Actually, no. They don’t know that. What they know is their favorite proof texts from the Bible, selected according to their pre-ordained conclusions, just as Universalists brandish their favorite proof texts “proving” the opposite. We don’t *know* anything about the end of the story. Which is why the Church prays–in hope, not knowledge–that all will be saved. In the liturgy no less. All Barron and Benedict say is “It’s better to hope that all men will be saved than to hope that some will be damned. And since the liturgy encourages us to do exactly that, it’s permissible to hope (though human free will always means that anybody is capable of choosing damnation). Indeed, it is *commanded* to hope since Lex Orandi, Lex Credendi. It is only forbidden to claim to *know*.

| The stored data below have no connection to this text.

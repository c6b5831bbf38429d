use super::super::Recorder;
use livedb::{fields, materialize, row, Change, ChangeKind, MemCollection, Plan};
use std::rc::Rc;

pub fn test() {
    let people = MemCollection::keyed_by("Person", "id");
    people.insert_row(row! { "id" => "1", "name" => "a" }).unwrap();

    let mut plan = Plan::new();
    let p = plan.collection(people.clone());
    let query = plan
        .query(|q| {
            let p = q.from(p);
            let name = q.upper(p.get("name"));
            q.select(fields! { name: name });
        })
        .unwrap();
    let live = materialize(&Rc::new(plan), query).unwrap();

    let early = Recorder::default();
    let early_sub = early.attach(&live);
    people.insert_row(row! { "id" => "2", "name" => "b" }).unwrap();
    assert_eq!(early.batches().len(), 2);

    // a late subscriber starts from the current rows
    let late = Recorder::default();
    let _late_sub = late.attach(&live);
    assert_eq!(
        late.batches(),
        vec![vec![
            Change::insert("1", row! { "name" => "A" }),
            Change::insert("2", row! { "name" => "B" }),
        ]]
    );

    early_sub.unsubscribe();
    people.delete("1").unwrap();
    assert_eq!(early.batches().len(), 2);
    let last = late.batches().pop().unwrap();
    assert_eq!(last.len(), 1);
    assert_eq!(last[0].kind, ChangeKind::Delete);
    assert_eq!(late.replayed(), live.rows());
    assert_eq!(people.subscriber_count(), 1);
}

Now, for me, the interesting thing is that the exact same subculture of More Pure than Pure Catholics who are so eager to declare Barron (and, though they won’t admit it, Benedict) Teachers of Error for the crime of hoping, are also the same people who have, for years, complained at me for being a prissy perfectionist because I won’t “get my hands dirty” by endorsing political agendas that involve supporting sins the Church herself says are worthy of the everlasting fires of hell. From torture, to unjust war, to supporting lying in order to deliberately tempt somebody to help commit murder for the sake of a photo op, to voting for candidates like Mitt Romney who spent years supporting abortion and transparently had not changed his mind one bit, to excuse-making for Ayn Rand’s hellish philosophy of contempt for the poor that makes Dives look like Glinda the Good Witch, the same subculture so *eager* to hope that most will be damned was, just a couple of years ago, telling me that if I didn’t “get my hands dirty” and support torture, or tempting clinic workers into committing gravely immoral acts for the sake of a photo op, or lying for Jesus, or voting for pols who advocated grave intrinsic evil, I was (to quote one egregious and embarrassing attempt to strongarm me into line) “spilling my vote upon the ground” (if you get my meaning and catch my drift).

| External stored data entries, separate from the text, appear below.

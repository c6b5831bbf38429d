use livedb::{fields, materialize, row, LiveError, MemCollection, Plan, Status};
use std::{
    cell::{Cell, RefCell},
    rc::Rc,
};

pub fn test() {
    let tasks = MemCollection::keyed_by("Tasks", "id");
    tasks.insert_row(row! { "id" => 1, "title" => "write" }).unwrap();

    let mut plan = Plan::new();
    let t = plan.collection(tasks.clone());
    let query = plan
        .query(|q| {
            let t = q.from(t);
            q.select(fields! { title: t.get("title") });
        })
        .unwrap();
    let plan = Rc::new(plan);

    // subscribes to its collection on materialization, and only then
    assert_eq!(tasks.subscriber_count(), 0);
    let live = materialize(&plan, query).unwrap();
    assert_eq!(tasks.subscriber_count(), 1);

    let seen = Rc::new(Cell::new(0));
    let counter = seen.clone();
    let _sub = live.subscribe_changes(move |_| counter.set(counter.get() + 1)).unwrap();
    assert_eq!(seen.get(), 1);

    live.dispose();
    live.dispose();
    assert_eq!(live.status(), Status::Disposed);
    assert_eq!(tasks.subscriber_count(), 0);

    tasks.insert_row(row! { "id" => 2, "title" => "review" }).unwrap();
    assert_eq!(seen.get(), 1);
    assert!(matches!(
        live.subscribe_changes(|_| ()),
        Err(LiveError::Disposed(id)) if id == live.id()
    ));
    assert!(matches!(live.preload(), Err(LiveError::Disposed(_))));

    // a subscriber that writes, then disposes, never sees its own write
    let live = materialize(&plan, query).unwrap();
    let batches = Rc::new(RefCell::new(Vec::new()));
    let armed = Rc::new(Cell::new(false));
    let _sub = {
        let batches = batches.clone();
        let armed = armed.clone();
        let handle = live.clone();
        let tasks = tasks.clone();
        live.subscribe_changes(move |changes| {
            batches.borrow_mut().push(changes.to_vec());
            if armed.replace(false) {
                tasks.insert_row(row! { "id" => 4, "title" => "queued" }).unwrap();
                handle.dispose();
            }
        })
        .unwrap()
    };
    assert_eq!(batches.borrow().len(), 1);
    armed.set(true);
    tasks.insert_row(row! { "id" => 3, "title" => "ship" }).unwrap();
    assert_eq!(batches.borrow().len(), 2);
    assert_eq!(live.status(), Status::Disposed);
    assert_eq!(tasks.subscriber_count(), 0);
    assert_eq!(tasks.len(), 4);
}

Here’s reality: I do not and never have denied the possibility of hell for me or anybody else. Nor, by the way, does Barron or Benedict. The proof of it in my case is that I think that wanting to attain heaven and avoid hell is elementary Catholic instinct and not fussy perfectionism. I make absolutely no judgment about how *other* people vote since that’s between them and their conscience. But I’ll be (literally) damned if I’ll let somebody strong arm me into voting for somebody who advocates grave intrinsic evil “for fellowship’s” sake”. It would be great if the people who are so eager to hope for the damnation of most would consider the disconnect between that hope and their weird desire to portray refusal to support grave intrinsic evil as “perfectionism” and not as what it is: the bare minimum of human decency.